Boosting catalytic reduction of hexavalent chromium over PdNi alloy by electron injection into unoccupied Pd d-band

Abstract

Hexavalent chromium (Cr(VI)) in industrial wastewater presents a severe environmental threat. Using formic acid for Cr(VI) reduction offers an efficient and sustainable chromium remediation. While Pd reduces the energy barrier for formic acid dissociation to produce H*, the formation of strong PdH bonds hinders subsequent Cr(VI) reduction due to elevated energy levels and an increased proportion of unoccupied states in the Pd 4d bands. To address this challenge, we developed a PdNi/TiO₂ nanofibrous catalyst designed to optimize hydrogen adsorption through intermetallic electron transfer within the alloy.

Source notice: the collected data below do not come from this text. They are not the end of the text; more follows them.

//! Catalog file persistence
//!
//! This module handles reading and writing the catalog file with:
//! - Fail-soft loads (a missing or corrupt file yields an empty collection)
//! - Atomic writes (no partial/corrupted files)
//! - Directory creation
//! - NO PANICS - all errors are handled via Result types or downgraded

use crate::error::{CatalogError, Result};
use bookshelf_core::Book;
use std::fs;
use std::io::Write;
use std::path::{Path, PathBuf};
use tempfile::NamedTempFile;

/// Handles catalog file persistence
pub struct CatalogFile {
    path: PathBuf,
}

impl CatalogFile {
    /// Creates a persistence handler for the given catalog file path
    pub fn new(path: impl Into<PathBuf>) -> Self {
        Self { path: path.into() }
    }

    /// Returns the backing file path
    pub fn path(&self) -> &Path {
        &self.path
    }

    /// Loads the record list from file
    ///
    /// Fails soft: a missing file, an unreadable file, and content that
    /// does not parse as a record list all yield an empty collection,
    /// never an error. The in-memory invariants hold for anything this
    /// returns, since records with out-of-range ratings fail to parse.
    pub fn load(&self) -> Vec<Book> {
        if !self.path.exists() {
            log::info!(
                "Catalog file not found at {}, starting empty",
                self.path.display()
            );
            return Vec::new();
        }

        let contents = match fs::read_to_string(&self.path) {
            Ok(contents) => contents,
            Err(e) => {
                log::warn!("Failed to read {}: {}", self.path.display(), e);
                return Vec::new();
            }
        };

        match serde_json::from_str(&contents) {
            Ok(books) => books,
            Err(e) => {
                log::warn!(
                    "Catalog file {} is not a valid record list: {}",
                    self.path.display(),
                    e
                );
                Vec::new()
            }
        }
    }

    /// Saves the record list to file atomically
    ///
    /// This uses a temporary file and atomic rename to ensure the catalog
    /// file is never left in a corrupted state. Any failure is returned to
    /// the caller; the in-memory collection is unaffected either way.
    pub fn save(&self, books: &[Book]) -> Result<()> {
        if let Some(parent) = self.path.parent() {
            self.ensure_directory_exists(parent)?;
        }

        // Serialize the full collection; rating/comment stay explicit
        // nulls so round-trips are stable
        let json = serde_json::to_string_pretty(books)?;

        // Write to temporary file first
        let temp_file = self.create_temp_file()?;
        self.write_atomic(temp_file, &json)?;

        log::info!("Catalog saved to {}", self.path.display());
        Ok(())
    }

    /// Ensures a directory exists, creating it if necessary
    fn ensure_directory_exists(&self, path: &Path) -> Result<()> {
        // A bare filename has an empty parent; nothing to create
        if !path.as_os_str().is_empty() && !path.exists() {
            fs::create_dir_all(path)?;
            log::info!("Created catalog directory: {}", path.display());
        }
        Ok(())
    }

    /// Creates a temporary file in the same directory as the catalog file
    fn create_temp_file(&self) -> Result<NamedTempFile> {
        let dir = match self.path.parent() {
            Some(parent) if !parent.as_os_str().is_empty() => parent,
            _ => Path::new("."),
        };

        Ok(NamedTempFile::new_in(dir)?)
    }

    /// Writes content to a temporary file and atomically renames it
    fn write_atomic(&self, mut temp_file: NamedTempFile, content: &str) -> Result<()> {
        temp_file.write_all(content.as_bytes())?;

        // Flush to ensure all data is written
        temp_file.flush()?;

        // Atomically rename temp file to target path
        temp_file
            .persist(&self.path)
            .map_err(|e| CatalogError::Io(e.error))?;

        Ok(())
    }
}

#[cfg(test)]
mod tests {
    use super::*;
    use bookshelf_core::{BookId, Rating};
    use std::fs;
    use tempfile::TempDir;

    fn setup_test_dir() -> (TempDir, PathBuf) {
        let temp_dir = TempDir::new().expect("Failed to create temp dir");
        let catalog_path = temp_dir.path().join("bookshelf.json");
        (temp_dir, catalog_path)
    }

    fn sample_books() -> Vec<Book> {
        let mut read_book = Book::new(BookId::new(1), "Dune", "Frank Herbert", 1965);
        read_book.mark_read(Some(Rating::new(9).unwrap()), Some("Epic".to_string()));
        let unread_book = Book::new(BookId::new(2), "The Hobbit", "J.R.R. Tolkien", 1937);
        vec![read_book, unread_book]
    }

    #[test]
    fn test_load_nonexistent_returns_empty() {
        let (_temp_dir, catalog_path) = setup_test_dir();
        let store = CatalogFile::new(catalog_path);

        assert!(store.load().is_empty());
    }

    #[test]
    fn test_save_and_load_roundtrip() {
        let (_temp_dir, catalog_path) = setup_test_dir();
        let store = CatalogFile::new(catalog_path);
        let books = sample_books();

        store.save(&books).expect("Should save catalog");
        let loaded = store.load();

        assert_eq!(loaded, books);
    }

    #[test]
    fn test_save_after_load_is_idempotent() {
        let (_temp_dir, catalog_path) = setup_test_dir();
        let store = CatalogFile::new(catalog_path.clone());

        store.save(&sample_books()).expect("Should save catalog");
        let first = fs::read_to_string(&catalog_path).expect("Should read file");

        let loaded = store.load();
        store.save(&loaded).expect("Should save again");
        let second = fs::read_to_string(&catalog_path).expect("Should read file");

        assert_eq!(first, second);
    }

    #[test]
    fn test_absent_fields_serialize_as_null() {
        let (_temp_dir, catalog_path) = setup_test_dir();
        let store = CatalogFile::new(catalog_path.clone());
        let books = vec![Book::new(BookId::new(1), "Dune", "Frank Herbert", 1965)];

        store.save(&books).expect("Should save catalog");
        let contents = fs::read_to_string(&catalog_path).expect("Should read file");
        let value: serde_json::Value =
            serde_json::from_str(&contents).expect("Should parse JSON");

        let record = &value[0];
        assert!(record["rating"].is_null());
        assert!(record["comment"].is_null());
        assert_eq!(record["id"], 1);
        assert_eq!(record["read"], false);
    }

    #[test]
    fn test_load_non_list_returns_empty() {
        let (_temp_dir, catalog_path) = setup_test_dir();
        fs::write(&catalog_path, "\"not a list\"").expect("Should write file");

        let store = CatalogFile::new(catalog_path);

        assert!(store.load().is_empty());
    }

    #[test]
    fn test_load_invalid_json_returns_empty() {
        let (_temp_dir, catalog_path) = setup_test_dir();
        fs::write(&catalog_path, "this is not valid JSON {{{").expect("Should write file");

        let store = CatalogFile::new(catalog_path);

        assert!(store.load().is_empty());
    }

    #[test]
    fn test_load_out_of_range_rating_treated_as_corrupt() {
        // A hand-edited rating outside 0-10 fails Rating's deserializer,
        // so the whole file downgrades to an empty collection instead of
        // laundering an invalid value into memory
        let (_temp_dir, catalog_path) = setup_test_dir();
        let contents = r#"[{"id":1,"title":"T","author":"A","year":2000,"read":true,"rating":15,"comment":null}]"#;
        fs::write(&catalog_path, contents).expect("Should write file");

        let store = CatalogFile::new(catalog_path);

        assert!(store.load().is_empty());
    }

    #[test]
    fn test_save_creates_directory() {
        let temp_dir = TempDir::new().expect("Failed to create temp dir");
        let catalog_path = temp_dir.path().join("subdir").join("bookshelf.json");
        let store = CatalogFile::new(catalog_path.clone());

        store
            .save(&sample_books())
            .expect("Should create directory and save");

        assert!(catalog_path.exists());
    }

    #[test]
    fn test_save_overwrites_previous_contents() {
        let (_temp_dir, catalog_path) = setup_test_dir();
        let store = CatalogFile::new(catalog_path);

        store.save(&sample_books()).expect("Should save catalog");
        store.save(&[]).expect("Should save empty catalog");

        assert!(store.load().is_empty());
    }
}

Experimental and theoretical results confirm that electrons from Ni are injected into the unoccupied portion of the Pd d-band, downshifting the d-band center upon alloy formation. This electron injection optimizes the electronic states of the Pd active sites, lowering the energy barrier for formic acid dissociation while weakening the PdH interaction, thereby facilitating the release of H* species. The optimized Pd₆Ni₄/TiO₂ achieves an improved turnover frequency (TOF) of 164.8 min⁻¹ for Cr(VI) reduction, outperforming most previous Pd-based catalysts.